▶ _DATA_:
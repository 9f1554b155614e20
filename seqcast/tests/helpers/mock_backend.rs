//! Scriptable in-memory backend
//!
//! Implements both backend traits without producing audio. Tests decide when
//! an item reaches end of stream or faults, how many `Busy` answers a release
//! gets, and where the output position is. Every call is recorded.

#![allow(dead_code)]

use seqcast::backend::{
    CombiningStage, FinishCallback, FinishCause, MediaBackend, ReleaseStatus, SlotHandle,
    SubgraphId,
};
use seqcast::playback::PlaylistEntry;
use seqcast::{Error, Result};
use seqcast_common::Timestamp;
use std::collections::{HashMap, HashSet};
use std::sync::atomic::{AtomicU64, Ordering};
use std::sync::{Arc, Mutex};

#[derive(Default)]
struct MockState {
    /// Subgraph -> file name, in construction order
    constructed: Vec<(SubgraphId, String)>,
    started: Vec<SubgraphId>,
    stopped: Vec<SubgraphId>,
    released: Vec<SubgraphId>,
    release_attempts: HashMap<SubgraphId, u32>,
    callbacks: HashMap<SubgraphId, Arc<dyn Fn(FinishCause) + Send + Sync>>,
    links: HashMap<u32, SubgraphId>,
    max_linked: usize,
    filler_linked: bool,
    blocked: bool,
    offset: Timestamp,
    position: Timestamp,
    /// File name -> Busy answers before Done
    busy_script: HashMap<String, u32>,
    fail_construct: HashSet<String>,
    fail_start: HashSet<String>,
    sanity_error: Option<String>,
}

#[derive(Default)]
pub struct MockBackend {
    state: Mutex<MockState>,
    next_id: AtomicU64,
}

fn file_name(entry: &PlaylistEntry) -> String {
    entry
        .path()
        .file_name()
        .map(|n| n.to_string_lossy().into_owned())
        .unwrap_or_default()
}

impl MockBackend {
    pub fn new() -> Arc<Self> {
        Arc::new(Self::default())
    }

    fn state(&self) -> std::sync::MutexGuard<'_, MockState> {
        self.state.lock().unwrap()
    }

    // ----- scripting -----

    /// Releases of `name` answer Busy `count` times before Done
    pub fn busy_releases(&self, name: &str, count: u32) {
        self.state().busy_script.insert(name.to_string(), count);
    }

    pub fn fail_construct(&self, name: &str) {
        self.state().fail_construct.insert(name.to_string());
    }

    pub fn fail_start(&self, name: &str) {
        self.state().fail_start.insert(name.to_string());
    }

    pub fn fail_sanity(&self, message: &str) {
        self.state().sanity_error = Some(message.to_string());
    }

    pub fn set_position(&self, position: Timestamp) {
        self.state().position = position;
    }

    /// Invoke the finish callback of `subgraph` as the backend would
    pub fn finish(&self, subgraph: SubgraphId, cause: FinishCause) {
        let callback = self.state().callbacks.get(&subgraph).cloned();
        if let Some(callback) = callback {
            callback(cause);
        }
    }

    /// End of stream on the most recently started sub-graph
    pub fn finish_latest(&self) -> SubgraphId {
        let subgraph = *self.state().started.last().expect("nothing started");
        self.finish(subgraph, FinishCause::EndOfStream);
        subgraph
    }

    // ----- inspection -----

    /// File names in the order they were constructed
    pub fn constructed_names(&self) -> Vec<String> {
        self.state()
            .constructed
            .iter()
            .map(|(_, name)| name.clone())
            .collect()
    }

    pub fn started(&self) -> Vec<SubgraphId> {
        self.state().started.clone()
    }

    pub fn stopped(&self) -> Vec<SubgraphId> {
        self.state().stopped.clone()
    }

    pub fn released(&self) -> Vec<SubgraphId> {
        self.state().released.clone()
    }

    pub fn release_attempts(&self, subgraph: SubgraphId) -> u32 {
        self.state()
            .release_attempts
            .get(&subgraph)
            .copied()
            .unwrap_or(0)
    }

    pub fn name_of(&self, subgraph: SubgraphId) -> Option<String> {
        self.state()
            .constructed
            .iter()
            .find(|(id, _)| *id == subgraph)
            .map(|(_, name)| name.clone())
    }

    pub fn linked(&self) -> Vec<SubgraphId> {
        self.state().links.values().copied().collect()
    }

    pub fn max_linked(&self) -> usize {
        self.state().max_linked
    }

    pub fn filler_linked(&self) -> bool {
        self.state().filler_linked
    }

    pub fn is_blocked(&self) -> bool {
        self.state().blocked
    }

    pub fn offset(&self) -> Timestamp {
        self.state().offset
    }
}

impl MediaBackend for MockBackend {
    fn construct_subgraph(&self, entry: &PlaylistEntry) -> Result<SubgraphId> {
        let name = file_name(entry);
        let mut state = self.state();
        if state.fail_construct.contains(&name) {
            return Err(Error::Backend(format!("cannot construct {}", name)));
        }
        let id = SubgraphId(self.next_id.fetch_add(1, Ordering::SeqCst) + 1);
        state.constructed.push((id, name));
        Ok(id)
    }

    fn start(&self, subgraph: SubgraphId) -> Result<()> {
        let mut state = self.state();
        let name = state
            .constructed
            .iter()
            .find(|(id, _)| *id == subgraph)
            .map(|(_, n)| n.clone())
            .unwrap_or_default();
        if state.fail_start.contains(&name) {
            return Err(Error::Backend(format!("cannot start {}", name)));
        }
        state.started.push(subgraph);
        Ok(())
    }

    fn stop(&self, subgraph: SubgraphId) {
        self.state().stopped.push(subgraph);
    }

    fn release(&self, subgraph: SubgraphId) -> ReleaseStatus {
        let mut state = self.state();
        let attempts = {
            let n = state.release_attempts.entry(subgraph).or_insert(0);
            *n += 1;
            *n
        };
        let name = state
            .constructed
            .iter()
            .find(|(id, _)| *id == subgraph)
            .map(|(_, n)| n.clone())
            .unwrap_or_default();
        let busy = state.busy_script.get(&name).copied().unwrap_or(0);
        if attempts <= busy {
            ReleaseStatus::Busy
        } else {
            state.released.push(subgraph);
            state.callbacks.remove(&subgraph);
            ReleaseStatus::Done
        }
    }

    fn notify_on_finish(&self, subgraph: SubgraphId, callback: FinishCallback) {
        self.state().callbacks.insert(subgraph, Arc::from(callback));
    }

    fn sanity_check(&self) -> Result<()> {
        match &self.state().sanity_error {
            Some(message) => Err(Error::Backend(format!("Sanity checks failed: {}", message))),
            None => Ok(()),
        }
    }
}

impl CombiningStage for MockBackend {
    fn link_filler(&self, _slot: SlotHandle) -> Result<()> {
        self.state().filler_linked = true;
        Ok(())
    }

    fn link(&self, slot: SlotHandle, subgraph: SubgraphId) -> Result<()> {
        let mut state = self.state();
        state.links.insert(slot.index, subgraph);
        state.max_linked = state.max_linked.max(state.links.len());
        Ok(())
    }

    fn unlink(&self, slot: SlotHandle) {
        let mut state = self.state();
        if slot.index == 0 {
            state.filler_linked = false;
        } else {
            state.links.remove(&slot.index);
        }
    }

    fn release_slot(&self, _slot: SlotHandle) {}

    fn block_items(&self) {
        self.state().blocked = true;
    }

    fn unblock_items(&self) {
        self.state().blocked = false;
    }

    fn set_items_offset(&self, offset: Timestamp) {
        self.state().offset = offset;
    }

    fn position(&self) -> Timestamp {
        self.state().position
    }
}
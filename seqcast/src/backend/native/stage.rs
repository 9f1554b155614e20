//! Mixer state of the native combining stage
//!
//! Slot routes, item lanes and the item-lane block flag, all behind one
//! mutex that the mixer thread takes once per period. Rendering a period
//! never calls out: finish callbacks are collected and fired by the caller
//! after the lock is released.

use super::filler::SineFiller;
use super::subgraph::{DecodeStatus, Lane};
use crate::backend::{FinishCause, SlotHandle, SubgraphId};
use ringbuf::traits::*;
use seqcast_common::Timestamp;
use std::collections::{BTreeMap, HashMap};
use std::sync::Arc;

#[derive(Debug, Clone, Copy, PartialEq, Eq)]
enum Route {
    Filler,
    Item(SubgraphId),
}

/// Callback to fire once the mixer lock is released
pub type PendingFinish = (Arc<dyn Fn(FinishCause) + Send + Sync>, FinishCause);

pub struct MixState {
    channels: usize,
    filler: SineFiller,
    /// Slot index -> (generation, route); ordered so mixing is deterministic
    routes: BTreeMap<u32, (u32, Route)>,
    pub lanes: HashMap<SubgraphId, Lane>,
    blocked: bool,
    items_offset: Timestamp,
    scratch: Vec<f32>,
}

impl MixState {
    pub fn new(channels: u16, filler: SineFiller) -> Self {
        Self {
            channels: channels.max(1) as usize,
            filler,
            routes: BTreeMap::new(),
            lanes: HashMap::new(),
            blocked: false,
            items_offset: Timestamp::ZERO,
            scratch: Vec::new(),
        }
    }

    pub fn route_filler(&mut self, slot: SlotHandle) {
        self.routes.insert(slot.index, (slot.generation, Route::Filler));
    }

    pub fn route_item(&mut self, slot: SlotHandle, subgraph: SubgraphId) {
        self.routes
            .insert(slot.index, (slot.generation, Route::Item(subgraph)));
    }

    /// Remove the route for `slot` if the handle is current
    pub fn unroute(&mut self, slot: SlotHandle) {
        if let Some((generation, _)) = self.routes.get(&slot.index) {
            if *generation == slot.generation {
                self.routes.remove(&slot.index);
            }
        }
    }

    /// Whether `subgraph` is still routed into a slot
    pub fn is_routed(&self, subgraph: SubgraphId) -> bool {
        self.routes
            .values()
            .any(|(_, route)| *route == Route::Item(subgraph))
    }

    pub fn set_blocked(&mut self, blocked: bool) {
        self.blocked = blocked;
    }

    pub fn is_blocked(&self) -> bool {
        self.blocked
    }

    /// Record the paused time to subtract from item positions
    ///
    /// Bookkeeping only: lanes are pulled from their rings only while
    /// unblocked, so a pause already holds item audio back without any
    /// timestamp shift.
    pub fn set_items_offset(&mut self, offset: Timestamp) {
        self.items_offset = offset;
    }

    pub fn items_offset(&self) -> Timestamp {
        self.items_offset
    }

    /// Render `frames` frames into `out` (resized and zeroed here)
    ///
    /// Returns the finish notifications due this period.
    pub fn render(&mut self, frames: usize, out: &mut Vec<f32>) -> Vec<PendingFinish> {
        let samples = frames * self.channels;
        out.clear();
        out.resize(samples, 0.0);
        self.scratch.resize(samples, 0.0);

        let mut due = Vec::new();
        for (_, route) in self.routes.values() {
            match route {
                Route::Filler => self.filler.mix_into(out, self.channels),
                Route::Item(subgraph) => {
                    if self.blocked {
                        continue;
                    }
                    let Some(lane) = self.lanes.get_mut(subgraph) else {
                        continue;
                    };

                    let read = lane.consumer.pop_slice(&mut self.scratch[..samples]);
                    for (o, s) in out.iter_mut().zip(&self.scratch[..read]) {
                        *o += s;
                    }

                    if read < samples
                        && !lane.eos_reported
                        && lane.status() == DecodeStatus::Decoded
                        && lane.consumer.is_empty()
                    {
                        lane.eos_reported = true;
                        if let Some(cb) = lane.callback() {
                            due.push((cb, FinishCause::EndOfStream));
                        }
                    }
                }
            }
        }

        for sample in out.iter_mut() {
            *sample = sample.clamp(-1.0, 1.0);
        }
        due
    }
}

* * *

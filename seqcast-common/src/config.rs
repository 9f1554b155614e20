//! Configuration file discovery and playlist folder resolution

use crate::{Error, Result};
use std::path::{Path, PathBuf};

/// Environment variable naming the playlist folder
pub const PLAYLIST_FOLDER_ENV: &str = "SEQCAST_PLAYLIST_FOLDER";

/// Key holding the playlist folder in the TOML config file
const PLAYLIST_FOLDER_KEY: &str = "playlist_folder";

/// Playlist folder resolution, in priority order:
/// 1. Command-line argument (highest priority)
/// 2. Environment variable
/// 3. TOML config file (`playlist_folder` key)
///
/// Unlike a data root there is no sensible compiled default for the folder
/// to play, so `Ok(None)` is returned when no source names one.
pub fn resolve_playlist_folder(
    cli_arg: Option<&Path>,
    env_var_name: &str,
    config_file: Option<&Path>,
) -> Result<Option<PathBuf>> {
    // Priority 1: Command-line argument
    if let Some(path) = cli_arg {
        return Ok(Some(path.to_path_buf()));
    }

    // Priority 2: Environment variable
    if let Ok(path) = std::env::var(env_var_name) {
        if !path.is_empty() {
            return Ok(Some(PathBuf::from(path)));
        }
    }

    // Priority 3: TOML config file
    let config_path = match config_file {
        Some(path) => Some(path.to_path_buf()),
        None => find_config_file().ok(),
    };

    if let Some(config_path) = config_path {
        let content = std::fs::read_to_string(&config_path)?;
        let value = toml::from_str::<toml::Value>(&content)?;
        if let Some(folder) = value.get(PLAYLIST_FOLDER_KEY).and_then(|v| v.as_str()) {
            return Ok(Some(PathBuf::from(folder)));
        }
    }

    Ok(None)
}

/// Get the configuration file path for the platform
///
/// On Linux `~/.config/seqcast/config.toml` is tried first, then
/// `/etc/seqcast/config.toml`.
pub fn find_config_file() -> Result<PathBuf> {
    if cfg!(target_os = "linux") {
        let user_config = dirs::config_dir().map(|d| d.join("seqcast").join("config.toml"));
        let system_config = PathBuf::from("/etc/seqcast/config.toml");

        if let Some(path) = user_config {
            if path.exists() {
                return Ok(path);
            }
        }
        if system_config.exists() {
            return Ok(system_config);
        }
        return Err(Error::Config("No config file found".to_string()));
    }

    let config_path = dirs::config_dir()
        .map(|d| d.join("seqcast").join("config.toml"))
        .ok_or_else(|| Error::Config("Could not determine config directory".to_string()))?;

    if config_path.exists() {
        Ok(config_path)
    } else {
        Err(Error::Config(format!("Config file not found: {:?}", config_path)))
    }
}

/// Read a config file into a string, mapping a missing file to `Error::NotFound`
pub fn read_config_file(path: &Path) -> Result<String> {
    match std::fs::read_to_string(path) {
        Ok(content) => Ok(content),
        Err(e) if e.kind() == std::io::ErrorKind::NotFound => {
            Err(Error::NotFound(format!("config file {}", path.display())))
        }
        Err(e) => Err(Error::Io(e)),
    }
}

▶ _EXERCISE GOAL_: One number is the expected answer: the count of lines above that hold the word "Send".

▶ _SOLUTION TO THIS TASK_: 2